#### [Dataset entries]
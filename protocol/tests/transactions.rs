//! Integration tests for the transaction lifecycle.
//!
//! Each test builds a transaction from passphrases, pushes it through the
//! hex wire form and checks that the receiving side sees exactly what was
//! sent and that every signature still verifies.

use std::sync::{Arc, Once};
use std::thread;

use tracing_subscriber::EnvFilter;

use ark_protocol::config::{Network, ProtocolConfig};
use ark_protocol::crypto::keys::{PrivateKey, PublicKey};
use ark_protocol::identity::Address;
use ark_protocol::transaction::{
    build_delegate_registration, build_ipfs, build_multi_payment,
    build_multi_signature_registration, build_second_signature_registration, build_transfer,
    build_vote, multi_sign_transaction, Asset, DelegateAsset, MultiSignatureAsset, Multihash,
    Payment, Stage, Transaction, TransactionBuilder, TransactionError, TransactionType, Vote,
};

// ---------------------------------------------------------------------------
// Test Helpers
// ---------------------------------------------------------------------------

const PASSPHRASE: &str = "This is a top secret passphrase";
const SECOND_PASSPHRASE: &str = "This is a top secret second passphrase";
const RECIPIENT: &str = "AXoXnFi4z1Z6aFvjEYkDVCtBGW2PaRiM25";
const DELEGATE: &str = "034151a3ec46b5670a682b0a63394f863587d1bc97483b1b6c70eb58e7f0aed192";

static LOGGING: Once = Once::new();

/// Routes library logs to the test harness. `RUST_LOG=ark_protocol=trace`
/// shows the codec at work.
fn init_logging() {
    LOGGING.call_once(|| {
        let _ = tracing_subscriber::fmt()
            .with_env_filter(
                EnvFilter::try_from_default_env().unwrap_or_else(|_| EnvFilter::new("warn")),
            )
            .with_test_writer()
            .try_init();
    });
}

/// Sends a transaction over the hex wire form and returns what arrives.
fn over_the_wire(tx: &Transaction) -> Transaction {
    init_logging();
    let wire = tx.to_hex().expect("serialize");
    Transaction::from_hex(&wire).expect("deserialize")
}

fn transfer_draft() -> Transaction {
    TransactionBuilder::transfer(133_380_000_000, RECIPIENT.parse().unwrap())
        .nonce(5)
        .vendor_field("This is a transaction from Go")
        .build()
}

fn second_public_key() -> PublicKey {
    PublicKey::from_passphrase(SECOND_PASSPHRASE).unwrap()
}

// ---------------------------------------------------------------------------
// Transfer
// ---------------------------------------------------------------------------

#[test]
fn transfer_with_passphrase() {
    let tx = build_transfer(transfer_draft(), PASSPHRASE, None).unwrap();
    assert!(tx.verify());

    let received = over_the_wire(&tx);
    assert_eq!(received, tx);
    assert!(received.verify());

    let transfer = received.transfer().unwrap();
    assert_eq!(transfer.amount, 133_380_000_000);
    assert_eq!(transfer.recipient.to_string(), RECIPIENT);
    assert_eq!(received.nonce(), 5);
    assert_eq!(received.vendor_field(), Some("This is a transaction from Go"));
    assert_eq!(received.id().unwrap(), tx.id().unwrap());
}

#[test]
fn transfer_with_second_passphrase() {
    let tx = build_transfer(transfer_draft(), PASSPHRASE, Some(SECOND_PASSPHRASE)).unwrap();
    assert!(tx.verify());
    assert!(tx.second_verify(&second_public_key()));

    let received = over_the_wire(&tx);
    assert!(received.verify());
    assert!(received.second_verify(&second_public_key()));
    assert!(!received.second_verify(&PublicKey::from_passphrase(PASSPHRASE).unwrap()));
}

#[test]
fn transfer_signature_is_deterministic() {
    let a = build_transfer(transfer_draft(), PASSPHRASE, None).unwrap();
    let b = build_transfer(transfer_draft(), PASSPHRASE, None).unwrap();
    assert_eq!(a.to_hex().unwrap(), b.to_hex().unwrap());
    assert_eq!(a.id().unwrap(), b.id().unwrap());
}

#[test]
fn transfer_on_mainnet_config() {
    let config = ProtocolConfig::for_network(Network::Mainnet);
    let draft = TransactionBuilder::with_config(
        Asset::Transfer(ark_protocol::transaction::TransferAsset {
            amount: 1,
            expiration: 0,
            recipient: RECIPIENT.parse().unwrap(),
        }),
        &config,
    )
    .build();
    let tx = build_transfer(draft, PASSPHRASE, None).unwrap();
    let received = over_the_wire(&tx);
    assert_eq!(received.network(), 0x17);
    assert_eq!(
        Address::from_public_key(received.sender_public_key(), received.network()),
        Address::from_passphrase(PASSPHRASE, Network::Mainnet).unwrap()
    );
}

// ---------------------------------------------------------------------------
// Registrations and votes
// ---------------------------------------------------------------------------

#[test]
fn second_signature_registration() {
    let draft = TransactionBuilder::new(Asset::Vote(vec![])).nonce(5).build();
    let tx = build_second_signature_registration(draft, PASSPHRASE, SECOND_PASSPHRASE).unwrap();
    assert!(tx.verify());

    let received = over_the_wire(&tx);
    assert_eq!(received.transaction_type(), TransactionType::SecondSignatureRegistration);
    assert_eq!(
        received.second_signature_registration().unwrap().public_key,
        second_public_key()
    );
    assert!(received.verify());
}

#[test]
fn delegate_registration_with_passphrase() {
    let draft = TransactionBuilder::new(Asset::DelegateRegistration(DelegateAsset {
        username: "polopolo".into(),
    }))
    .nonce(5)
    .build();
    let tx = build_delegate_registration(
        draft,
        "lumber desk thought industry island man slow vendor pact fragile enact season",
        None,
    )
    .unwrap();
    assert!(tx.verify());
    let received = over_the_wire(&tx);
    assert_eq!(received.delegate_registration().unwrap().username, "polopolo");
    assert!(received.verify());
}

#[test]
fn delegate_registration_with_second_passphrase() {
    let draft = TransactionBuilder::new(Asset::DelegateRegistration(DelegateAsset {
        username: "polopolo".into(),
    }))
    .nonce(5)
    .build();
    let tx = build_delegate_registration(draft, PASSPHRASE, Some(SECOND_PASSPHRASE)).unwrap();
    let received = over_the_wire(&tx);
    assert!(received.verify());
    assert!(received.second_verify(&second_public_key()));
}

#[test]
fn vote_with_passphrase() {
    let vote: Vote = format!("+{}", DELEGATE).parse().unwrap();
    let draft = TransactionBuilder::new(Asset::Vote(vec![vote])).nonce(5).build();
    let tx = build_vote(draft, PASSPHRASE, None).unwrap();
    assert!(tx.verify());

    let received = over_the_wire(&tx);
    let votes = received.vote().unwrap();
    assert_eq!(votes.len(), 1);
    assert_eq!(votes[0].to_string(), format!("+{}", DELEGATE));
    assert!(received.verify());
}

#[test]
fn vote_with_second_passphrase() {
    let vote: Vote = format!("+{}", DELEGATE).parse().unwrap();
    let draft = TransactionBuilder::new(Asset::Vote(vec![vote])).nonce(5).build();
    let tx = build_vote(draft, PASSPHRASE, Some(SECOND_PASSPHRASE)).unwrap();
    let received = over_the_wire(&tx);
    assert!(received.verify());
    assert!(received.second_verify(&second_public_key()));
}

#[test]
fn multi_signature_registration_with_passphrase() {
    let public_keys: Vec<PublicKey> = [
        "03a02b9d5fdd1307c2ee4652ba54d492d1fd11a7d1bb3f3a44c4a05e79f19de933",
        "03b02b9d5fdd1307c2ee4652ba54d492d1fd11a7d1bb3f3a44c4a05e79f19de933",
        "03c02b9d5fdd1307c2ee4652ba54d492d1fd11a7d1bb3f3a44c4a05e79f19de933",
    ]
    .iter()
    .map(|k| PublicKey::from_hex(k).unwrap())
    .collect();
    let draft = TransactionBuilder::new(Asset::MultiSignatureRegistration(MultiSignatureAsset {
        min: 2,
        public_keys: public_keys.clone(),
    }))
    .nonce(5)
    .build();
    let tx = build_multi_signature_registration(draft, PASSPHRASE, None).unwrap();
    assert!(tx.verify());

    let received = over_the_wire(&tx);
    let asset = received.multi_signature_registration().unwrap();
    assert_eq!(asset.min, 2);
    assert_eq!(asset.public_keys, public_keys);
    assert!(received.verify());
}

#[test]
fn multi_signature_participants_sign_and_verify() {
    let participants: Vec<PrivateKey> = ["alpha", "beta", "gamma"]
        .iter()
        .map(|p| PrivateKey::from_passphrase(p).unwrap())
        .collect();
    let draft = TransactionBuilder::new(Asset::MultiSignatureRegistration(MultiSignatureAsset {
        min: 2,
        public_keys: participants.iter().map(PrivateKey::public_key).collect(),
    }))
    .build();
    let mut tx = build_multi_signature_registration(draft, PASSPHRASE, None).unwrap();
    multi_sign_transaction(&mut tx, &participants[2]).unwrap();
    multi_sign_transaction(&mut tx, &participants[0]).unwrap();

    let received = over_the_wire(&tx);
    assert_eq!(received.signatures().len(), 2);
    assert!(received.verify());
    assert!(received.verify_multi_signatures());
}

// ---------------------------------------------------------------------------
// Ipfs and multi-payment
// ---------------------------------------------------------------------------

#[test]
fn ipfs_with_passphrase() {
    let multihash =
        Multihash::from_base58("QmR45FmbVVrixReBwJkhEKde2qwHYaQzGxu4ZoDeswuF9w").unwrap();
    let draft = TransactionBuilder::new(Asset::Ipfs(multihash.clone())).nonce(5).build();
    let tx = build_ipfs(draft, PASSPHRASE, None).unwrap();
    let received = over_the_wire(&tx);
    assert_eq!(received.ipfs().unwrap(), &multihash);
    assert!(received.verify());
}

#[test]
fn multi_payment_with_second_passphrase() {
    let recipient: Address = RECIPIENT.parse().unwrap();
    let payments: Vec<Payment> = (1..=3)
        .map(|i| Payment {
            amount: i * 1_000,
            recipient,
        })
        .collect();
    let draft = TransactionBuilder::new(Asset::MultiPayment(payments.clone()))
        .nonce(5)
        .build();
    let tx = build_multi_payment(draft, PASSPHRASE, Some(SECOND_PASSPHRASE)).unwrap();
    let received = over_the_wire(&tx);
    assert_eq!(received.multi_payment().unwrap(), payments.as_slice());
    assert!(received.verify());
    assert!(received.second_verify(&second_public_key()));
}

// ---------------------------------------------------------------------------
// Identity and failure modes
// ---------------------------------------------------------------------------

#[test]
fn id_is_shared_across_threads() {
    let tx = Arc::new(build_transfer(transfer_draft(), PASSPHRASE, None).unwrap());
    let expected = tx.compute_id().unwrap();
    let handles: Vec<_> = (0..8)
        .map(|_| {
            let tx = Arc::clone(&tx);
            thread::spawn(move || tx.id().unwrap().to_string())
        })
        .collect();
    for handle in handles {
        assert_eq!(handle.join().unwrap(), expected);
    }
}

#[test]
fn tampered_wire_bytes_fail_verification() {
    let tx = build_transfer(transfer_draft(), PASSPHRASE, None).unwrap();
    let mut bytes = tx.to_bytes().unwrap();
    // Last byte of the amount.
    bytes[59 + 29 + 7] ^= 0x01;
    let received = Transaction::from_bytes(&bytes).unwrap();
    assert!(!received.verify());
}

#[test]
fn truncated_transaction_is_rejected() {
    let tx = build_transfer(transfer_draft(), PASSPHRASE, Some(SECOND_PASSPHRASE)).unwrap();
    let bytes = tx.to_bytes().unwrap();
    for len in [0, 1, 58, 100, bytes.len() - 1] {
        let err = Transaction::from_bytes(&bytes[..len]).unwrap_err();
        assert!(
            matches!(err, TransactionError::MalformedInput { .. }),
            "length {} gave {:?}",
            len,
            err
        );
    }
}

#[test]
fn unsupported_variant_is_an_error() {
    let draft = TransactionBuilder::new(Asset::HtlcLock).build();
    let mut tx = draft.clone();
    let key = PrivateKey::from_passphrase(PASSPHRASE).unwrap();
    assert_eq!(
        ark_protocol::transaction::sign_transaction(&mut tx, &key).unwrap_err(),
        TransactionError::UnsupportedVariant {
            stage: Stage::Payload,
            tx_type: TransactionType::HtlcLock,
        }
    );
    assert!(draft.to_bytes().is_err());
}

#[test]
fn json_roundtrip_preserves_everything() {
    let tx = build_transfer(transfer_draft(), PASSPHRASE, Some(SECOND_PASSPHRASE)).unwrap();
    let back = Transaction::from_json(&tx.to_json().unwrap()).unwrap();
    assert_eq!(back, tx);
    assert_eq!(back.id().unwrap(), tx.id().unwrap());
    assert!(back.second_verify(&second_public_key()));
}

#### [WHAT YOU HAVE TO DO]
What lines in the data above contain the word "Stage"? Copy them all.

#### [WORKED SOLUTION]
    Payment, Stage, Transaction, TransactionBuilder, TransactionError, TransactionType, Vote,
            stage: Stage::Payload,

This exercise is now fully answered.